Platonov
Description
$14.95
ISBN 1-896239-75-7
DDC 891.72'3
Author
Publisher
Year
Contributor
James Noonan is an adjunct professor of English at Carleton University
and the author of Biography and Autobiography: Essays on Irish and
Canadian History and Literature.
Review
This translation/adaptation of Anton Chekhov’s Platonov originated
with the 1999 production of the play by the Toronto-based Soulpepper
Theatre Company. The adaptors—Susan Coyne, who played Sophia in that
production, and Hungarian director Laszlo Marton, who directed it—pay
tribute to the English translation of Ani Szamosi. This edition includes
eight black-and-white photographs from the 1999 production and a brief
foreword by Coyne.
Platonov is Chekhov’s second full-length play. Written in 1880–81
when Chekhov was still in medical school, it was discarded by its
author, only to be resurrected after his death in 1904. The original
version ran about seven hours on stage. Coyne and Marton wisely pared
the text to accommodate a three-hour running time.

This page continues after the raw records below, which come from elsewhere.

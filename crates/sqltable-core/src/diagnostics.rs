//! Diagnostics reported while expanding `sql-table` directives
//!
//! A directive that cannot be expanded never aborts rendering. It is
//! replaced by an error block and leaves a [`Diagnostic`] behind for the
//! caller to print.

use serde::{Deserialize, Serialize};

/// Directive could not be parsed
pub const CODE_PARSE: &str = "SQLT001";
/// Directive parsed but its data could not be produced
pub const CODE_DATA: &str = "SQLT002";
/// Option accepted but ignored
pub const CODE_IGNORED: &str = "SQLT003";

/// A diagnostic message
///
/// # Example
///
/// ```
/// use sqltable_core::diagnostics::{Diagnostic, Span};
///
/// let diag = Diagnostic::error("Missing required option :sql:")
///     .with_code("SQLT001")
///     .with_span(Span::lines(3, 6))
///     .with_help("Add a :sql: option or write the query as the directive body");
/// assert!(diag.is_error());
/// ```
#[derive(Debug, Clone, PartialEq, Serialize, Deserialize)]
pub struct Diagnostic {
    pub severity: Severity,

    pub message: String,

    /// Stable code such as "SQLT001"
    #[serde(default, skip_serializing_if = "Option::is_none")]
    pub code: Option<String>,

    /// Lines of the directive the diagnostic is about
    #[serde(default, skip_serializing_if = "Option::is_none")]
    pub span: Option<Span>,

    /// Document the directive came from
    #[serde(default, skip_serializing_if = "Option::is_none")]
    pub file: Option<String>,

    #[serde(default, skip_serializing_if = "Option::is_none")]
    pub help: Option<String>,
}

/// Severity level of a diagnostic
#[derive(Debug, Clone, Copy, PartialEq, Eq, PartialOrd, Ord, Hash, Serialize, Deserialize)]
#[serde(rename_all = "lowercase")]
pub enum Severity {
    Info,
    Warning,
    Error,
}

/// A range of source lines, 1-indexed and inclusive
#[derive(Debug, Clone, Copy, PartialEq, Eq, Hash, Serialize, Deserialize)]
pub struct Span {
    pub start_line: usize,
    pub end_line: usize,
}

impl Diagnostic {
    pub fn new(severity: Severity, message: impl Into<String>) -> Self {
        Self {
            severity,
            message: message.into(),
            code: None,
            span: None,
            file: None,
            help: None,
        }
    }

    pub fn error(message: impl Into<String>) -> Self {
        Self::new(Severity::Error, message)
    }

    pub fn warning(message: impl Into<String>) -> Self {
        Self::new(Severity::Warning, message)
    }

    pub fn info(message: impl Into<String>) -> Self {
        Self::new(Severity::Info, message)
    }

    pub fn with_code(mut self, code: impl Into<String>) -> Self {
        self.code = Some(code.into());
        self
    }

    pub fn with_span(mut self, span: Span) -> Self {
        self.span = Some(span);
        self
    }

    pub fn with_file(mut self, file: impl Into<String>) -> Self {
        self.file = Some(file.into());
        self
    }

    pub fn with_help(mut self, help: impl Into<String>) -> Self {
        self.help = Some(help.into());
        self
    }

    pub fn is_error(&self) -> bool {
        self.severity == Severity::Error
    }

    pub fn is_warning(&self) -> bool {
        self.severity == Severity::Warning
    }
}

impl Span {
    /// Span covering `start_line..=end_line`
    pub fn lines(start_line: usize, end_line: usize) -> Self {
        Self {
            start_line,
            end_line: end_line.max(start_line),
        }
    }

    /// Span covering one line
    pub fn line(line: usize) -> Self {
        Self::lines(line, line)
    }

    /// Number of lines covered
    pub fn len(&self) -> usize {
        self.end_line - self.start_line + 1
    }

    pub fn contains(&self, line: usize) -> bool {
        (self.start_line..=self.end_line).contains(&line)
    }
}

impl std::fmt::Display for Severity {
    fn fmt(&self, f: &mut std::fmt::Formatter<'_>) -> std::fmt::Result {
        match self {
            Severity::Info => write!(f, "info"),
            Severity::Warning => write!(f, "warning"),
            Severity::Error => write!(f, "error"),
        }
    }
}

impl std::fmt::Display for Diagnostic {
    fn fmt(&self, f: &mut std::fmt::Formatter<'_>) -> std::fmt::Result {
        // severity[code]: message
        write!(f, "{}", self.severity)?;
        if let Some(ref code) = self.code {
            write!(f, "[{}]", code)?;
        }
        write!(f, ": {}", self.message)?;

        match (&self.file, &self.span) {
            (Some(file), Some(span)) => write!(f, "\n  --> {}:{}", file, span.start_line)?,
            (Some(file), None) => write!(f, "\n  --> {}", file)?,
            (None, Some(span)) => write!(f, "\n  --> line {}", span.start_line)?,
            (None, None) => {}
        }

        if let Some(ref help) = self.help {
            write!(f, "\n  = help: {}", help)?;
        }

        Ok(())
    }
}

/// A collection of diagnostics
#[derive(Debug, Clone, Default, PartialEq)]
pub struct Diagnostics {
    diagnostics: Vec<Diagnostic>,
}

impl Diagnostics {
    pub fn new() -> Self {
        Self::default()
    }

    pub fn push(&mut self, diagnostic: Diagnostic) {
        self.diagnostics.push(diagnostic);
    }

    /// Attach `file` to every diagnostic that has none yet
    pub fn set_file(&mut self, file: &str) {
        for diag in &mut self.diagnostics {
            if diag.file.is_none() {
                diag.file = Some(file.to_string());
            }
        }
    }

    pub fn has_errors(&self) -> bool {
        self.diagnostics.iter().any(Diagnostic::is_error)
    }

    pub fn error_count(&self) -> usize {
        self.diagnostics.iter().filter(|d| d.is_error()).count()
    }

    pub fn warning_count(&self) -> usize {
        self.diagnostics.iter().filter(|d| d.is_warning()).count()
    }

    pub fn iter(&self) -> impl Iterator<Item = &Diagnostic> {
        self.diagnostics.iter()
    }

    pub fn is_empty(&self) -> bool {
        self.diagnostics.is_empty()
    }

    pub fn len(&self) -> usize {
        self.diagnostics.len()
    }
}

impl Extend<Diagnostic> for Diagnostics {
    fn extend<T: IntoIterator<Item = Diagnostic>>(&mut self, iter: T) {
        self.diagnostics.extend(iter);
    }
}

impl IntoIterator for Diagnostics {
    type Item = Diagnostic;
    type IntoIter = std::vec::IntoIter<Diagnostic>;

    fn into_iter(self) -> Self::IntoIter {
        self.diagnostics.into_iter()
    }
}

#[cfg(test)]
mod tests {
    use super::*;

    #[test]
    fn test_diagnostic_builder() {
        let diag = Diagnostic::error("Unknown driver: oracle")
            .with_code(CODE_PARSE)
            .with_span(Span::lines(4, 8))
            .with_file("report.adoc")
            .with_help("Use one of xlsx, csv, sqlite");

        assert!(diag.is_error());
        assert_eq!(diag.code.as_deref(), Some("SQLT001"));
        assert_eq!(diag.file.as_deref(), Some("report.adoc"));
        assert_eq!(diag.span.map(|s| s.len()), Some(5));
    }

    #[test]
    fn test_span() {
        let span = Span::lines(3, 5);
        assert!(span.contains(3));
        assert!(span.contains(5));
        assert!(!span.contains(6));
        assert_eq!(Span::line(7).len(), 1);
        assert_eq!(Span::lines(9, 2), Span::line(9));
    }

    #[test]
    fn test_severity_order() {
        assert!(Severity::Info < Severity::Warning);
        assert!(Severity::Warning < Severity::Error);
    }

    #[test]
    fn test_diagnostics_collection() {
        let mut diags = Diagnostics::new();
        diags.push(Diagnostic::error("first"));
        diags.push(Diagnostic::warning("second"));
        diags.push(Diagnostic::error("third").with_file("other.adoc"));
        diags.set_file("doc.adoc");

        assert!(diags.has_errors());
        assert_eq!(diags.error_count(), 2);
        assert_eq!(diags.warning_count(), 1);
        let files: Vec<_> = diags.iter().filter_map(|d| d.file.as_deref()).collect();
        assert_eq!(files, vec!["doc.adoc", "doc.adoc", "other.adoc"]);
    }

    #[test]
    fn test_diagnostic_display() {
        let diag = Diagnostic::error("Query failed: no such table: people")
            .with_code(CODE_DATA)
            .with_file("report.adoc")
            .with_span(Span::lines(12, 15))
            .with_help("Check the sheet name");

        let display = diag.to_string();
        assert!(display.starts_with("error[SQLT002]: Query failed"));
        assert!(display.contains("report.adoc:12"));
        assert!(display.contains("help: Check the sheet name"));
    }

    #[test]
    fn test_diagnostic_serialize() {
        let diag = Diagnostic::warning("encoding ignored").with_code(CODE_IGNORED);

        let json = serde_json::to_string(&diag).unwrap();
        assert!(json.contains("\"severity\":\"warning\""));
        assert!(json.contains("\"code\":\"SQLT003\""));
        assert!(!json.contains("span"));

        let restored: Diagnostic = serde_json::from_str(&json).unwrap();
        assert_eq!(restored, diag);
    }
}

Platonov anticipates Chekhov’s great plays: there is tragicomedy and
farce (as well as humanity), an analysis of nihilist figures of late
19th-century Russia, a preoccupation with lost ideals, and a tendency
toward dissoluteness among the principal characters. The title
character, described by one reviewer as “the nearest thing in drama to
a modern Everyman,” illustrates many of these characteristics.

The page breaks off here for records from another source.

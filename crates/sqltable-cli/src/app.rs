//! CLI application logic
//!
//! Argument parsing, settings and logging setup, and one function per
//! subcommand. The command functions are public so they can be driven
//! without going through argument parsing.

use std::fs;
use std::path::{Path, PathBuf};

use anyhow::{Context, Result};
use clap::{ArgAction, Parser, Subcommand, ValueEnum};
use tracing::{debug, info};
use tracing_subscriber::EnvFilter;

use sqltable_core::{
    generate_table, render_document, Diagnostics, Driver, Rendered, Settings, SqlTableDirective,
    SqlTableRunner,
};
use sqltable_data::{
    Connection, CsvOptions, ImportLog, LoadReport, SheetImporter, Verbosity, Workbook,
};

/// Output format for diagnostics
#[derive(Debug, Clone, Copy, Default, PartialEq, Eq, ValueEnum)]
pub enum OutputFormat {
    /// Human-readable text on stderr
    #[default]
    Text,
    /// JSON array on stderr, for tools
    Json,
}

#[derive(Parser)]
#[command(name = "sqltable")]
#[command(author, version, about = "Tables from SQL queries over spreadsheets", long_about = None)]
struct Cli {
    /// Configuration file (default: nearest sqltable.toml)
    #[arg(short, long, global = true)]
    config: Option<PathBuf>,

    /// More logging; repeat for trace output
    #[arg(short, long, action = ArgAction::Count, global = true)]
    verbose: u8,

    /// Only warnings and errors
    #[arg(short, long, global = true, conflicts_with = "verbose")]
    quiet: bool,

    #[command(subcommand)]
    command: Commands,
}

#[derive(Subcommand)]
enum Commands {
    /// Import every sheet of a workbook (or a CSV file) into SQLite
    Import {
        /// Input .xlsx/.xls/.ods/.csv/.tsv file
        input: PathBuf,

        /// Database file to create the tables in (default: in-memory)
        #[arg(long)]
        db: Option<PathBuf>,

        /// Zero-based row holding the column names
        #[arg(long)]
        header_row: Option<usize>,
    },

    /// Run one query against a source and print an AsciiDoc table
    Query {
        /// Spreadsheet, CSV file or SQLite database
        source: PathBuf,

        #[command(flatten)]
        args: QueryArgs,
    },

    /// Expand every sql-table directive in a document
    Render {
        /// Input document
        input: PathBuf,

        /// Output file (defaults to stdout)
        #[arg(short, long)]
        output: Option<PathBuf>,

        /// Diagnostics format
        #[arg(short, long, value_enum, default_value = "text")]
        format: OutputFormat,

        /// Exit with an error if any directive failed
        #[arg(long)]
        strict: bool,
    },
}

/// Directive options for the `query` subcommand
#[derive(Debug, Clone, Default, clap::Args)]
pub struct QueryArgs {
    /// SQL query
    #[arg(long)]
    pub sql: String,

    /// xlsx, csv or sqlite (default: from the file extension)
    #[arg(short, long)]
    pub driver: Option<String>,

    /// Comma-separated header labels
    #[arg(long)]
    pub header: Option<String>,

    /// Relative column widths, e.g. "2 1 1"
    #[arg(long)]
    pub widths: Option<String>,

    /// Number of leading stub columns
    #[arg(long, default_value_t = 0)]
    pub stub_columns: usize,

    /// Table caption
    #[arg(short, long)]
    pub title: Option<String>,

    /// Space-separated table classes
    #[arg(long)]
    pub class: Option<String>,
}

/// Run the CLI application
pub fn run_cli() -> Result<()> {
    let cli = Cli::parse();

    let start_dir = match &cli.command {
        Commands::Render { input, .. } => document_dir(input),
        _ => PathBuf::from("."),
    };
    let mut settings = load_settings(cli.config.as_deref(), &start_dir)?;
    apply_verbosity(&mut settings, cli.verbose, cli.quiet);
    init_logging(&settings.log.level);
    debug!(?settings, "settings resolved");

    match cli.command {
        Commands::Import {
            input,
            db,
            header_row,
        } => {
            import_command(&input, db.as_deref(), header_row, &settings)?;
        }
        Commands::Query { source, args } => {
            let table = query_command(&source, &args, &settings)?;
            print!("{}", table);
        }
        Commands::Render {
            input,
            output,
            format,
            strict,
        } => {
            render_command(&input, output.as_deref(), format, strict, &settings)?;
        }
    }

    Ok(())
}

/// Install the stderr subscriber. `RUST_LOG` wins over `level`.
pub fn init_logging(level: &str) {
    let filter = EnvFilter::try_from_default_env().unwrap_or_else(|_| EnvFilter::new(level));
    // a host program may already have installed a subscriber
    let _ = tracing_subscriber::fmt()
        .with_env_filter(filter)
        .with_writer(std::io::stderr)
        .try_init();
}

/// Settings from `config`, or the nearest `sqltable.toml` above `start_dir`
pub fn load_settings(config: Option<&Path>, start_dir: &Path) -> Result<Settings> {
    match config {
        Some(path) => Settings::load(path)
            .with_context(|| format!("Failed to load configuration: {}", path.display())),
        None => Settings::discover(start_dir).context("Failed to load sqltable.toml"),
    }
}

fn apply_verbosity(settings: &mut Settings, verbose: u8, quiet: bool) {
    if quiet {
        settings.import.verbosity = Verbosity::Quiet;
        settings.log.level = "warn".to_string();
    } else if verbose > 0 {
        settings.import.verbosity = Verbosity::Verbose;
        settings.log.level = if verbose > 1 { "trace" } else { "debug" }.to_string();
    }
}

/// Execute the import command
pub fn import_command(
    input: &Path,
    db: Option<&Path>,
    header_row: Option<usize>,
    settings: &Settings,
) -> Result<LoadReport> {
    if !input.exists() {
        anyhow::bail!("Input file not found: {}", input.display());
    }

    let workbook = read_workbook(input, settings)?;
    let conn = match db {
        Some(path) => Connection::open(path)
            .with_context(|| format!("Failed to open database: {}", path.display()))?,
        None => Connection::open_in_memory().context("Failed to open in-memory database")?,
    };

    let mut options = settings.import.to_options();
    if let Some(row) = header_row {
        options.header_row = row;
    }

    let mut importer = SheetImporter::with_connection(conn)
        .with_options(options)
        .with_log(ImportLog::new(settings.import.verbosity));
    let report = importer
        .load(&workbook, None)
        .with_context(|| format!("Failed to import {}", input.display()))?;

    println!(
        "Imported {} sheet(s) from {}",
        report.sheets.len(),
        input.display()
    );
    for sheet in &report.sheets {
        println!("  {}: {} rows", sheet.sheet, sheet.rows);
    }
    if let Some(path) = db {
        println!("  Database: {}", path.display());
    }

    Ok(report)
}

fn read_workbook(input: &Path, settings: &Settings) -> Result<Workbook> {
    let csv = |options: CsvOptions| {
        Workbook::from_csv(input, options)
            .with_context(|| format!("Failed to read CSV file: {}", input.display()))
    };

    match extension(input).as_deref() {
        Some("csv") => csv(settings.csv.to_options()?),
        Some("tsv") => csv(CsvOptions {
            delimiter: b'\t',
            ..settings.csv.to_options()?
        }),
        _ => Workbook::open(input)
            .with_context(|| format!("Failed to open workbook: {}", input.display())),
    }
}

/// Execute the query command, returning the generated AsciiDoc
pub fn query_command(source: &Path, args: &QueryArgs, settings: &Settings) -> Result<String> {
    let mut directive = SqlTableDirective {
        title: args.title.clone(),
        source: Some(source.to_string_lossy().into_owned()),
        stub_columns: args.stub_columns,
        ..Default::default()
    };
    directive.set_option("sql", args.sql.trim())?;

    let driver = match &args.driver {
        Some(name) => name.parse()?,
        None => driver_for(source).unwrap_or(settings.directive.driver),
    };
    directive.driver = Some(driver);
    if let Some(header) = &args.header {
        directive.set_option("header", header)?;
    }
    if let Some(widths) = &args.widths {
        directive.set_option("widths", widths)?;
    }
    if let Some(class) = &args.class {
        directive.set_option("class", class)?;
    }

    // sources on the command line are relative to the working directory
    let mut settings = settings.clone();
    settings.directive.base_dir = None;
    let runner = SqlTableRunner::new(".", &settings);

    let table = runner
        .run(&directive)
        .with_context(|| format!("Query against {} failed", source.display()))?;
    Ok(generate_table(&table))
}

/// Execute the render command
pub fn render_command(
    input: &Path,
    output: Option<&Path>,
    format: OutputFormat,
    strict: bool,
    settings: &Settings,
) -> Result<Rendered> {
    if !input.exists() {
        anyhow::bail!("Input file not found: {}", input.display());
    }

    let text = fs::read_to_string(input)
        .with_context(|| format!("Failed to read input file: {}", input.display()))?;

    let mut rendered = render_document(&text, &document_dir(input), settings);
    rendered.diagnostics.set_file(&input.display().to_string());

    match output {
        Some(path) => {
            fs::write(path, &rendered.text)
                .with_context(|| format!("Failed to write output file: {}", path.display()))?;
            info!(output = %path.display(), directives = rendered.directives, "document rendered");
        }
        None => print!("{}", rendered.text),
    }

    report_diagnostics(&rendered.diagnostics, format)?;

    if strict && rendered.diagnostics.has_errors() {
        anyhow::bail!(
            "{} of {} directive(s) failed",
            rendered.diagnostics.error_count(),
            rendered.directives
        );
    }

    Ok(rendered)
}

fn report_diagnostics(diagnostics: &Diagnostics, format: OutputFormat) -> Result<()> {
    match format {
        OutputFormat::Json => {
            let list: Vec<_> = diagnostics.iter().collect();
            let json = serde_json::to_string_pretty(&list)
                .context("Failed to serialize diagnostics to JSON")?;
            eprintln!("{}", json);
        }
        OutputFormat::Text => {
            for diag in diagnostics.iter() {
                eprintln!("{}", diag);
            }
        }
    }
    Ok(())
}

/// Driver implied by a file extension
fn driver_for(path: &Path) -> Option<Driver> {
    match extension(path)?.as_str() {
        "csv" => Some(Driver::Csv),
        "db" | "sqlite" | "sqlite3" => Some(Driver::Sqlite),
        "xlsx" | "xlsm" | "xlsb" | "xls" | "ods" => Some(Driver::Xlsx),
        _ => None,
    }
}

fn extension(path: &Path) -> Option<String> {
    path.extension()
        .map(|e| e.to_string_lossy().to_ascii_lowercase())
}

/// Directory of a document, `.` for a bare file name
fn document_dir(input: &Path) -> PathBuf {
    match input.parent() {
        Some(dir) if !dir.as_os_str().is_empty() => dir.to_path_buf(),
        _ => PathBuf::from("."),
    }
}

Disillusioned and bitter, Platonov is a schoolteacher who can’t teach,
and a drunken, unfaithful husband to boot. In the end, it is
Platonov’s love life—he is involved with all four female characters
in the play—that does him in. While there is some tragedy in this, the
Coyne/Marton version emphasizes the comedy and the farce at the heart of
such experiences.
The language of the adaptation is lively, idiomatic, and contemporary,
with the occasional awkwardness and, in the printed text, some evidence
of careless proofreading. The 1999 production of Platonov was so
successful that Soulpepper remounted it the following year; that alone
is ample tribute to the young Chekhov’s discarded work.